Whatever its level of simplicity or complexity, type design is a matter of integrating distinctive elements into an original body of work that opens new possibilities for users.

Nikola Djurek is a very active person. After studying both in his native Croatia and in Italy, he founded his graphic design studio, Typonine, in 2005. His growing interest in type design, however, led him to apply to the Type & Media course at the Royal Academy of Art (KABK) in The Hague, where he earned a master’s degree. He returned to the University of Zagreb to get his PhD, after which he began to teach both there and at the University of Split. He still runs Typonine, where his activities include designing sophisticated, inspiring typefaces and typographic systems that have been awarded several prizes. Also, he makes one of his country’s finest red wines.
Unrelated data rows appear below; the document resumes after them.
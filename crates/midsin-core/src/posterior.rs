//! Posterior over log10-concentration.
//!
//! With a flat prior the posterior is proportional to the likelihood. The
//! estimator tabulates it on a grid, integrates it into a CDF, and searches
//! the inverse CDF for the narrowest interval at each coverage.
//!
//! ```text
//! sample(): mode ─► grid ─► pdf ─► cdf ─► credible intervals, mean
//! ```
//!
//! Degenerate assays (nothing or everything infected) have a likelihood that
//! saturates instead of peaking. Their grid spans the transition between two
//! likelihood levels, and mode, mean and intervals are NaN.

use midsin_config::EstimatorSettings;
use midsin_math::{
    arange, bounded_minimize, brent_minimize, brent_root, cumulative_right_rect, linspace,
    BoundedOptions, InterpError, MonotoneInterp, SolverError,
};
use schemars::JsonSchema;
use serde::Serialize;
use thiserror::Error;
use tracing::debug;

use crate::assay::{AssayModel, AssayState};
use crate::logging::{event_names, Stage};

/// Step of the estimation pipeline, for error reporting.
#[derive(Debug, Clone, Copy, PartialEq, Eq, Serialize, JsonSchema)]
#[serde(rename_all = "snake_case")]
pub enum PosteriorStage {
    Mode,
    Grid,
    Cdf,
    Bounds,
}

impl std::fmt::Display for PosteriorStage {
    fn fmt(&self, f: &mut std::fmt::Formatter<'_>) -> std::fmt::Result {
        match self {
            PosteriorStage::Mode => write!(f, "mode"),
            PosteriorStage::Grid => write!(f, "grid"),
            PosteriorStage::Cdf => write!(f, "cdf"),
            PosteriorStage::Bounds => write!(f, "bounds"),
        }
    }
}

#[derive(Debug, Clone, PartialEq, Error)]
pub enum EstimatorError {
    #[error("{stage} search failed: {detail}")]
    NonConvergence {
        stage: PosteriorStage,
        detail: String,
    },

    #[error("posterior cannot be normalized: {detail}")]
    Unnormalizable { detail: String },
}

impl EstimatorError {
    pub fn stage(&self) -> PosteriorStage {
        match self {
            EstimatorError::NonConvergence { stage, .. } => *stage,
            EstimatorError::Unnormalizable { .. } => PosteriorStage::Cdf,
        }
    }

    fn solver(stage: PosteriorStage, err: SolverError) -> Self {
        EstimatorError::NonConvergence {
            stage,
            detail: err.to_string(),
        }
    }
}

impl From<InterpError> for EstimatorError {
    fn from(err: InterpError) -> Self {
        EstimatorError::Unnormalizable {
            detail: err.to_string(),
        }
    }
}

/// A credible interval at one coverage.
#[derive(Debug, Clone, Copy, PartialEq, Serialize, JsonSchema)]
pub struct CredibleInterval {
    pub coverage: f64,
    #[schemars(with = "Option<f64>")]
    pub lower: f64,
    #[schemars(with = "Option<f64>")]
    pub upper: f64,
}

impl CredibleInterval {
    pub fn width(&self) -> f64 {
        self.upper - self.lower
    }

    pub fn contains(&self, x: f64) -> bool {
        self.lower <= x && x <= self.upper
    }
}

/// Tabulated posterior and its summaries.
///
/// `grid`, `pdf` and `cdf` have equal length; `cdf` is derived from the
/// other two, starts at 0 and ends at 1.
#[derive(Debug, Clone, PartialEq, Serialize, JsonSchema)]
pub struct PosteriorSample {
    /// log10 SIN/mL, strictly increasing.
    pub grid: Vec<f64>,
    /// Unnormalized likelihood at each grid point.
    pub pdf: Vec<f64>,
    pub cdf: Vec<f64>,
    #[schemars(with = "Option<f64>")]
    pub mode: f64,
    #[schemars(with = "Option<f64>")]
    pub mean: f64,
    pub coverages: Vec<f64>,
    /// `[lo, hi]` per coverage, flattened in coverage order.
    #[schemars(with = "Vec<Option<f64>>")]
    pub credible_intervals: Vec<f64>,
}

impl PosteriorSample {
    pub fn intervals(&self) -> Vec<CredibleInterval> {
        self.coverages
            .iter()
            .zip(self.credible_intervals.chunks_exact(2))
            .map(|(&coverage, bounds)| CredibleInterval {
                coverage,
                lower: bounds[0],
                upper: bounds[1],
            })
            .collect()
    }

    pub fn interval(&self, coverage: f64) -> Option<CredibleInterval> {
        self.intervals()
            .into_iter()
            .find(|ci| (ci.coverage - coverage).abs() < 1e-12)
    }
}

/// Runs the estimation pipeline for one assay.
pub struct PosteriorEstimator<'a> {
    model: &'a AssayModel,
    settings: &'a EstimatorSettings,
}

impl<'a> PosteriorEstimator<'a> {
    pub fn new(model: &'a AssayModel, settings: &'a EstimatorSettings) -> Self {
        Self { model, settings }
    }

    /// Maximum-likelihood log10-concentration; NaN for degenerate assays.
    pub fn mode(&self) -> Result<f64, EstimatorError> {
        if self.model.state().is_degenerate() {
            return Ok(f64::NAN);
        }
        // Start the bracket search in the middle of the dilution series.
        let log_doses = self.model.log_doses();
        let first = log_doses[0];
        let last = log_doses[log_doses.len() - 1];
        let start = -0.5 * (first + last);

        let res = brent_minimize(
            |x| -self.model.log_likelihood(x),
            start,
            start + 1.0,
            &self.settings.solver.mode,
        )
        .map_err(|e| EstimatorError::solver(PosteriorStage::Mode, e))?;

        debug!(
            target: event_names::POSTERIOR_MODE,
            stage = %Stage::Posterior,
            mode = res.x,
            iterations = res.iterations,
            function_calls = res.function_calls,
            "mode found"
        );
        Ok(res.x)
    }

    /// Grid of log10-concentrations on which the posterior is tabulated.
    pub fn build_grid(&self, mode: f64) -> Result<Vec<f64>, EstimatorError> {
        match self.model.state() {
            AssayState::Normal => Ok(self.normal_grid(mode)),
            AssayState::Empty | AssayState::Full => self.degenerate_grid(),
        }
    }

    fn normal_grid(&self, mode: f64) -> Vec<f64> {
        let g = &self.settings.grid;
        let fine = g.fine_half_width;
        let outer = g.fine_half_width + g.coarse_width;

        let mut grid = arange(mode - outer, mode - fine, g.coarse_step);
        grid.extend(arange(-fine, fine, g.fine_step).into_iter().map(|x| x + mode));
        grid.extend(arange(fine, outer, g.coarse_step).into_iter().map(|x| x + mode));
        grid
    }

    fn degenerate_grid(&self) -> Result<Vec<f64>, EstimatorError> {
        let g = &self.settings.grid;
        let log_doses = self.model.log_doses();
        let a = -log_doses[0] - g.bracket_decades;
        let b = -log_doses[log_doses.len() - 1] + g.bracket_decades;

        let root_at = |target: f64| {
            brent_root(
                |x| self.model.likelihood(x) - target,
                a,
                b,
                &self.settings.solver.root,
            )
            .map(|r| r.root)
            .map_err(|e| EstimatorError::solver(PosteriorStage::Grid, e))
        };
        let lo_level = root_at(g.lower_target)?;
        let hi_level = root_at(g.upper_target)?;

        debug!(
            target: event_names::POSTERIOR_GRID,
            stage = %Stage::Posterior,
            state = %self.model.state(),
            lower_level_at = lo_level,
            upper_level_at = hi_level,
            "degenerate grid bounds"
        );
        Ok(linspace(
            lo_level.min(hi_level),
            lo_level.max(hi_level),
            g.degenerate_points,
        ))
    }

    /// Unnormalized likelihood at each grid point.
    pub fn compute_pdf(&self, grid: &[f64]) -> Vec<f64> {
        self.model.likelihood_at(grid)
    }

    /// Narrowest interval at each configured coverage, flattened.
    pub fn credible_bounds(&self, grid: &[f64], cdf: &[f64]) -> Result<Vec<f64>, EstimatorError> {
        let n = self.settings.coverages.len();
        if self.model.state().is_degenerate() {
            return Ok(vec![f64::NAN; 2 * n]);
        }
        let ppf = inverse_cdf(cdf, grid)?;
        let mut bounds = Vec::with_capacity(2 * n);
        for &coverage in &self.settings.coverages {
            let ci = narrowest_interval(&ppf, coverage, &self.settings.solver.interval)?;
            debug!(
                target: event_names::POSTERIOR_BOUNDS,
                stage = %Stage::Posterior,
                coverage,
                lower = ci.lower,
                upper = ci.upper,
                "credible interval"
            );
            bounds.push(ci.lower);
            bounds.push(ci.upper);
        }
        Ok(bounds)
    }

    /// Run the whole pipeline.
    pub fn sample(&self) -> Result<PosteriorSample, EstimatorError> {
        let mode = self.mode()?;
        let grid = self.build_grid(mode)?;
        let log_pdf: Vec<f64> = grid.iter().map(|&x| self.model.log_likelihood(x)).collect();
        let pdf: Vec<f64> = log_pdf.iter().map(|l| l.exp()).collect();

        // Normalization only needs relative weights; shifting by the peak
        // keeps them representable when the likelihood itself underflows.
        let weights = relative_weights(&log_pdf)?;
        let cdf = compute_cdf(&grid, &weights)?;
        let credible_intervals = self.credible_bounds(&grid, &cdf)?;
        let mean = if self.model.state().is_degenerate() {
            f64::NAN
        } else {
            weighted_mean(&grid, &weights)
        };

        Ok(PosteriorSample {
            grid,
            pdf,
            cdf,
            mode,
            mean,
            coverages: self.settings.coverages.clone(),
            credible_intervals,
        })
    }
}

fn relative_weights(log_pdf: &[f64]) -> Result<Vec<f64>, EstimatorError> {
    let peak = log_pdf.iter().copied().fold(f64::NEG_INFINITY, f64::max);
    if !peak.is_finite() {
        return Err(EstimatorError::Unnormalizable {
            detail: format!("peak log-likelihood on the grid is {}", peak),
        });
    }
    Ok(log_pdf.iter().map(|l| (l - peak).exp()).collect())
}

/// Right-rectangle CDF of `pdf` over `grid`, normalized to end at 1.
pub fn compute_cdf(grid: &[f64], pdf: &[f64]) -> Result<Vec<f64>, EstimatorError> {
    let mut cdf = cumulative_right_rect(grid, pdf);
    let total = cdf.last().copied().unwrap_or(0.0);
    if !(total.is_finite() && total > 0.0) {
        return Err(EstimatorError::Unnormalizable {
            detail: format!("integrated likelihood is {}", total),
        });
    }
    for c in &mut cdf {
        *c /= total;
    }
    Ok(cdf)
}

/// Inverse of a tabulated CDF; 0 outside [0, 1].
pub fn inverse_cdf(cdf: &[f64], grid: &[f64]) -> Result<MonotoneInterp, EstimatorError> {
    Ok(MonotoneInterp::new(cdf.to_vec(), grid.to_vec(), 0.0)?)
}

/// Pdf-weighted average of the grid.
pub fn weighted_mean(grid: &[f64], pdf: &[f64]) -> f64 {
    let total: f64 = pdf.iter().sum();
    let moment: f64 = grid.iter().zip(pdf).map(|(x, p)| x * p).sum();
    moment / total
}

/// Minimize `ppf(t + coverage) - ppf(t)` over `t ∈ [0, 1 - coverage]`.
fn narrowest_interval(
    ppf: &MonotoneInterp,
    coverage: f64,
    opts: &BoundedOptions,
) -> Result<CredibleInterval, EstimatorError> {
    let upper_of = |t: f64| ppf.eval((t + coverage).min(1.0));
    let res = bounded_minimize(
        |t| upper_of(t) - ppf.eval(t),
        0.0,
        1.0 - coverage,
        opts,
    )
    .map_err(|e| EstimatorError::solver(PosteriorStage::Bounds, e))?;

    Ok(CredibleInterval {
        coverage,
        lower: ppf.eval(res.x),
        upper: upper_of(res.x),
    })
}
Exploring the potential and enhancing the playfulness of letterforms is one of Djurek’s purposes, and his mastery of complementary tools helps him to achieve an ideal balance between the organic and digital. “Tools are very important, as they make the design process easier and faster. My first step in designing typefaces — after fiddling with preliminary research and ideas — is doing sketches, so this part is not that much connected to tools. Of course pens and nibs are also tools, but I’m talking about digital tools (mainly software).”

“It it always great to see my typefaces in use, sometimes in a way I would never expect, but this is also the best thing: let fonts live like their users (designers) want.”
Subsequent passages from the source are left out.